▸ **AIM OF THE TASK**
From the data below, copy out every line in which the word "SourceFile" occurs.

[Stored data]

━━━━━━

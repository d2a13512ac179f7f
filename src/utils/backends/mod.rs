//! Parser backend chain
//!
//! Each candidate file is offered to an ordered list of interchangeable backends.
//! Structural backends (tree-sitter, the Python outline parser) are tried first; the
//! first one that yields nodes wins. The whole-file backend only runs when no
//! structural backend applies or none of them found a clean definition.

pub mod docs;
pub mod outline;
pub mod syntax;
pub mod whole_file;

use crate::core::{FileParseError, Language, Node, SourceFile};
use serde::{Deserialize, Serialize};

pub use outline::PythonOutlineBackend;
pub use syntax::SyntaxTreeBackend;
pub use whole_file::WholeFileBackend;

/// A strategy that turns one source file into entity nodes
pub trait ParserBackend: Send + Sync {
    fn name(&self) -> &'static str;

    fn supports(&self, language: Language) -> bool;

    /// Structural backends emit one node per definition.
    fn is_structural(&self) -> bool {
        true
    }

    fn parse(&self, file: &SourceFile) -> Result<Vec<Node>, FileParseError>;
}

/// Configurable backend identifiers, in priority order
#[derive(Debug, Clone, Copy, PartialEq, Eq, Hash, Serialize, Deserialize)]
#[serde(rename_all = "snake_case")]
pub enum BackendKind {
    SyntaxTree,
    PythonOutline,
    WholeFile,
}

impl BackendKind {
    pub fn defaults() -> Vec<BackendKind> {
        vec![
            BackendKind::SyntaxTree,
            BackendKind::PythonOutline,
            BackendKind::WholeFile,
        ]
    }
}

/// Size limits applied to node code
#[derive(Debug, Clone, Copy, PartialEq, Eq)]
pub struct TextLimits {
    /// Cap on an entity node's code
    pub max_code_chars: usize,
    /// Cap on a whole-file node's code
    pub max_snippet_chars: usize,
}

impl Default for TextLimits {
    fn default() -> Self {
        Self {
            max_code_chars: 20_000,
            max_snippet_chars: 2_000,
        }
    }
}

pub struct BackendChain {
    backends: Vec<Box<dyn ParserBackend>>,
}

impl BackendChain {
    pub fn new(backends: Vec<Box<dyn ParserBackend>>) -> Self {
        Self { backends }
    }

    pub fn from_kinds(kinds: &[BackendKind], limits: TextLimits) -> Self {
        // damaged Python is left to the outline parser
        let strict = if kinds.contains(&BackendKind::PythonOutline) {
            vec![Language::Python]
        } else {
            Vec::new()
        };
        let mut backends: Vec<Box<dyn ParserBackend>> = Vec::new();
        for kind in kinds {
            if backends.iter().any(|b| b.name() == kind_name(*kind)) {
                continue;
            }
            match kind {
                BackendKind::SyntaxTree => backends.push(Box::new(
                    SyntaxTreeBackend::new(limits).with_strict_languages(strict.clone()),
                )),
                BackendKind::PythonOutline => {
                    backends.push(Box::new(PythonOutlineBackend::new(limits)))
                }
                BackendKind::WholeFile => backends.push(Box::new(WholeFileBackend::new(limits))),
            }
        }
        Self { backends }
    }

    pub fn names(&self) -> Vec<&'static str> {
        self.backends.iter().map(|b| b.name()).collect()
    }

    /// Runs the chain over one file.
    ///
    /// An `Err` means a structural backend rejected the file and no later one
    /// recovered it; the caller skips it. Files cut at the size cap bypass
    /// structural parsing.
    pub fn parse_file(&self, file: &SourceFile) -> Result<Vec<Node>, FileParseError> {
        let mut failure = None;

        if !file.is_truncated() {
            for backend in self.backends.iter().filter(|b| b.is_structural()) {
                if !backend.supports(file.language) {
                    continue;
                }
                match backend.parse(file) {
                    Ok(nodes) if !nodes.is_empty() => return Ok(nodes),
                    Ok(_) => log::debug!("{}: no definitions in {}", backend.name(), file.relative),
                    Err(e) => {
                        log::debug!("{}: {}", backend.name(), e);
                        failure.get_or_insert(e);
                    }
                }
            }
        }

        if let Some(e) = failure {
            return Err(e);
        }

        for backend in self.backends.iter().filter(|b| !b.is_structural()) {
            if backend.supports(file.language) {
                return backend.parse(file);
            }
        }
        Ok(Vec::new())
    }
}

impl Default for BackendChain {
    fn default() -> Self {
        Self::from_kinds(&BackendKind::defaults(), TextLimits::default())
    }
}

fn kind_name(kind: BackendKind) -> &'static str {
    match kind {
        BackendKind::SyntaxTree => syntax::NAME,
        BackendKind::PythonOutline => outline::NAME,
        BackendKind::WholeFile => whole_file::NAME,
    }
}

#[cfg(test)]
pub(crate) fn source_file(relative: &str, content: &str) -> SourceFile {
    SourceFile {
        path: std::path::PathBuf::from(relative),
        relative: relative.to_string(),
        language: Language::from_extension(relative.rsplit('.').next().unwrap_or(""))
            .expect("known extension"),
        content: content.to_string(),
        truncated_from: None,
    }
}
//! Query path resolution
//!
//! Connects the seed nodes returned by an external search with the smallest
//! explanation the call graph offers. Two seeds get a shortest path; three or more
//! get a Steiner-tree approximation (pairwise shortest paths joined by a minimum
//! spanning tree). Every failure degrades to a simpler answer, down to the bare
//! seed list, so `resolve` never fails.

use crate::core::{AnswerPath, PathEdge, PathEdgeType, ResolveError};
use crate::utils::analysis::graph::CodeGraph;
use petgraph::unionfind::UnionFind;
use std::collections::{HashSet, VecDeque};

/// Shortest path between two seeds, by seed position
#[derive(Debug, Clone)]
struct Leg {
    from: usize,
    to: usize,
    cost: usize,
    path: Vec<usize>,
}

pub struct PathResolver<'a> {
    graph: &'a CodeGraph,
    max_hops: Option<usize>,
}

impl<'a> PathResolver<'a> {
    pub fn new(graph: &'a CodeGraph) -> Self {
        Self {
            graph,
            max_hops: None,
        }
    }

    /// Paths longer than `max_hops` edges count as no path.
    pub fn with_max_hops(mut self, max_hops: Option<usize>) -> Self {
        self.max_hops = max_hops;
        self
    }

    pub fn resolve<S: AsRef<str>>(&self, seed_ids: &[S]) -> AnswerPath {
        let seeds = self.valid_seeds(seed_ids);
        match seeds.as_slice() {
            [] => AnswerPath::empty(),
            [only] => self.seed_answer(&[*only]),
            [s, t] => match self.connect(*s, *t) {
                Ok(path) => AnswerPath {
                    path_nodes: self.ids(&path),
                    path_edges: self.path_edges(&path),
                },
                Err(e) => {
                    log::debug!("{}; returning both seeds unconnected", e);
                    self.seed_answer(&seeds)
                }
            },
            _ => self.connect_many(&seeds),
        }
    }

    /// De-duplicated seeds present in the graph, in caller order.
    fn valid_seeds<S: AsRef<str>>(&self, seed_ids: &[S]) -> Vec<usize> {
        let mut seen = HashSet::new();
        let mut seeds = Vec::with_capacity(seed_ids.len());
        for id in seed_ids {
            let id = id.as_ref();
            match self.graph.position(id) {
                Some(idx) if seen.insert(idx) => seeds.push(idx),
                Some(_) => {}
                None => log::debug!("Ignoring unknown seed {}", id),
            }
        }
        seeds
    }

    /// Breadth-first search along stored edge direction.
    fn shortest_path(&self, from: usize, to: usize) -> Result<Vec<usize>, ResolveError> {
        let not_found = || ResolveError::NoPathFound {
            from: self.graph.node_at(from).id.clone(),
            to: self.graph.node_at(to).id.clone(),
        };
        if from == to {
            return Ok(vec![from]);
        }

        let mut parent = vec![None; self.graph.nodes().len()];
        let mut visited = HashSet::from([from]);
        let mut queue = VecDeque::from([(from, 0usize)]);
        while let Some((current, depth)) = queue.pop_front() {
            if self.max_hops.is_some_and(|max| depth >= max) {
                continue;
            }
            for next in self.graph.successors(current) {
                if !visited.insert(next) {
                    continue;
                }
                parent[next] = Some(current);
                if next == to {
                    let mut path = vec![to];
                    let mut cursor = to;
                    while let Some(prev) = parent[cursor] {
                        path.push(prev);
                        cursor = prev;
                    }
                    path.reverse();
                    return Ok(path);
                }
                queue.push_back((next, depth + 1));
            }
        }
        Err(not_found())
    }

    /// Shortest path `s -> t`, else `t -> s`.
    fn connect(&self, s: usize, t: usize) -> Result<Vec<usize>, ResolveError> {
        self.shortest_path(s, t).or_else(|_| self.shortest_path(t, s))
    }

    fn connect_many(&self, seeds: &[usize]) -> AnswerPath {
        let legs = self.pairwise_legs(seeds);
        if legs.is_empty() {
            log::debug!("{}; returning seeds only", ResolveError::NoPairwisePaths);
            return self.seed_answer(seeds);
        }

        match spanning_tree(seeds.len(), &legs) {
            Ok(selected) => self.union_answer(seeds, selected.iter().map(|&i| &legs[i].path)),
            Err(e) => {
                log::warn!("{}; falling back to the shortest pairwise path", e);
                self.fallback_answer(seeds, &legs)
            }
        }
    }

    /// Ladder below the spanning tree: shortest leg, first connected consecutive
    /// pair, bare seeds.
    ///
    /// `connect_many` always passes at least one leg, so the consecutive rung is
    /// only reached with an empty `legs`.
    fn fallback_answer(&self, seeds: &[usize], legs: &[Leg]) -> AnswerPath {
        if let Some(best) = legs.iter().min_by_key(|leg| leg.cost) {
            return self.union_answer(seeds, std::iter::once(&best.path));
        }
        match self.connect_consecutive(seeds) {
            Ok(path) => self.union_answer(seeds, std::iter::once(&path)),
            Err(e) => {
                log::debug!("{}; returning seeds only", e);
                self.seed_answer(seeds)
            }
        }
    }

    /// Shortest paths for every unordered seed pair that is connected either way.
    fn pairwise_legs(&self, seeds: &[usize]) -> Vec<Leg> {
        let mut legs = Vec::new();
        for i in 0..seeds.len() {
            for j in (i + 1)..seeds.len() {
                match self.connect(seeds[i], seeds[j]) {
                    Ok(path) => legs.push(Leg {
                        from: i,
                        to: j,
                        cost: path.len() - 1,
                        path,
                    }),
                    Err(e) => log::debug!("{}", e),
                }
            }
        }
        legs
    }

    /// First adjacent seed pair, in input order, that connects.
    fn connect_consecutive(&self, seeds: &[usize]) -> Result<Vec<usize>, ResolveError> {
        for pair in seeds.windows(2) {
            if let Ok(path) = self.connect(pair[0], pair[1]) {
                return Ok(path);
            }
        }
        Err(ResolveError::NoPairwisePaths)
    }

    /// Seeds first, then path-interior nodes in first-visit order; edges de-duplicated
    /// by ordered (source, target).
    fn union_answer<'p>(
        &self,
        seeds: &[usize],
        paths: impl Iterator<Item = &'p Vec<usize>>,
    ) -> AnswerPath {
        let mut nodes: Vec<usize> = seeds.to_vec();
        let mut seen_nodes: HashSet<usize> = seeds.iter().copied().collect();
        let mut seen_edges = HashSet::new();
        let mut path_edges = Vec::new();

        for path in paths {
            for &idx in path {
                if seen_nodes.insert(idx) {
                    nodes.push(idx);
                }
            }
            for pair in path.windows(2) {
                if seen_edges.insert((pair[0], pair[1])) {
                    path_edges.push(self.path_edge(pair[0], pair[1]));
                }
            }
        }

        AnswerPath {
            path_nodes: self.ids(&nodes),
            path_edges,
        }
    }

    fn path_edges(&self, path: &[usize]) -> Vec<PathEdge> {
        path.windows(2)
            .map(|pair| self.path_edge(pair[0], pair[1]))
            .collect()
    }

    /// Edge for a consecutive pair, typed from the stored edge in either direction.
    fn path_edge(&self, a: usize, b: usize) -> PathEdge {
        let edge_type = self
            .graph
            .edge_between(a, b)
            .or_else(|| self.graph.edge_between(b, a))
            .map(|e| PathEdgeType::from(e.edge_type))
            .unwrap_or(PathEdgeType::Unknown);
        PathEdge::new(
            self.graph.node_at(a).id.as_str(),
            self.graph.node_at(b).id.as_str(),
            edge_type,
        )
    }

    fn seed_answer(&self, seeds: &[usize]) -> AnswerPath {
        AnswerPath::seeds_only(&self.ids(seeds))
    }

    fn ids(&self, nodes: &[usize]) -> Vec<String> {
        nodes
            .iter()
            .map(|&idx| self.graph.node_at(idx).id.clone())
            .collect()
    }
}

/// Kruskal over the auxiliary seed graph. Equal costs keep discovery order.
/// Returns indices into `legs`; disconnected seed groups yield a spanning forest.
fn spanning_tree(seed_count: usize, legs: &[Leg]) -> Result<Vec<usize>, ResolveError> {
    let mut order: Vec<usize> = (0..legs.len()).collect();
    order.sort_by_key(|&i| legs[i].cost);

    let mut components = UnionFind::<usize>::new(seed_count);
    let mut selected = Vec::new();
    for i in order {
        let leg = &legs[i];
        if leg.from >= seed_count || leg.to >= seed_count {
            return Err(ResolveError::SpanningTree(format!(
                "leg {}-{} outside {} seeds",
                leg.from, leg.to, seed_count
            )));
        }
        if components.union(leg.from, leg.to) {
            selected.push(i);
        }
    }

    if selected.is_empty() {
        return Err(ResolveError::SpanningTree("no edge selected".to_string()));
    }
    Ok(selected)
}

/// Resolves seeds against `graph` with no hop limit.
pub fn resolve<S: AsRef<str>>(graph: &CodeGraph, seed_ids: &[S]) -> AnswerPath {
    PathResolver::new(graph).resolve(seed_ids)
}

━━━━━━

▸ **ANSWER SECTION**
use crate::core::{FileParseError, Language, Node, SourceFile};
    fn parse(&self, file: &SourceFile) -> Result<Vec<Node>, FileParseError>;
    pub fn parse_file(&self, file: &SourceFile) -> Result<Vec<Node>, FileParseError> {
pub(crate) fn source_file(relative: &str, content: &str) -> SourceFile {
    SourceFile {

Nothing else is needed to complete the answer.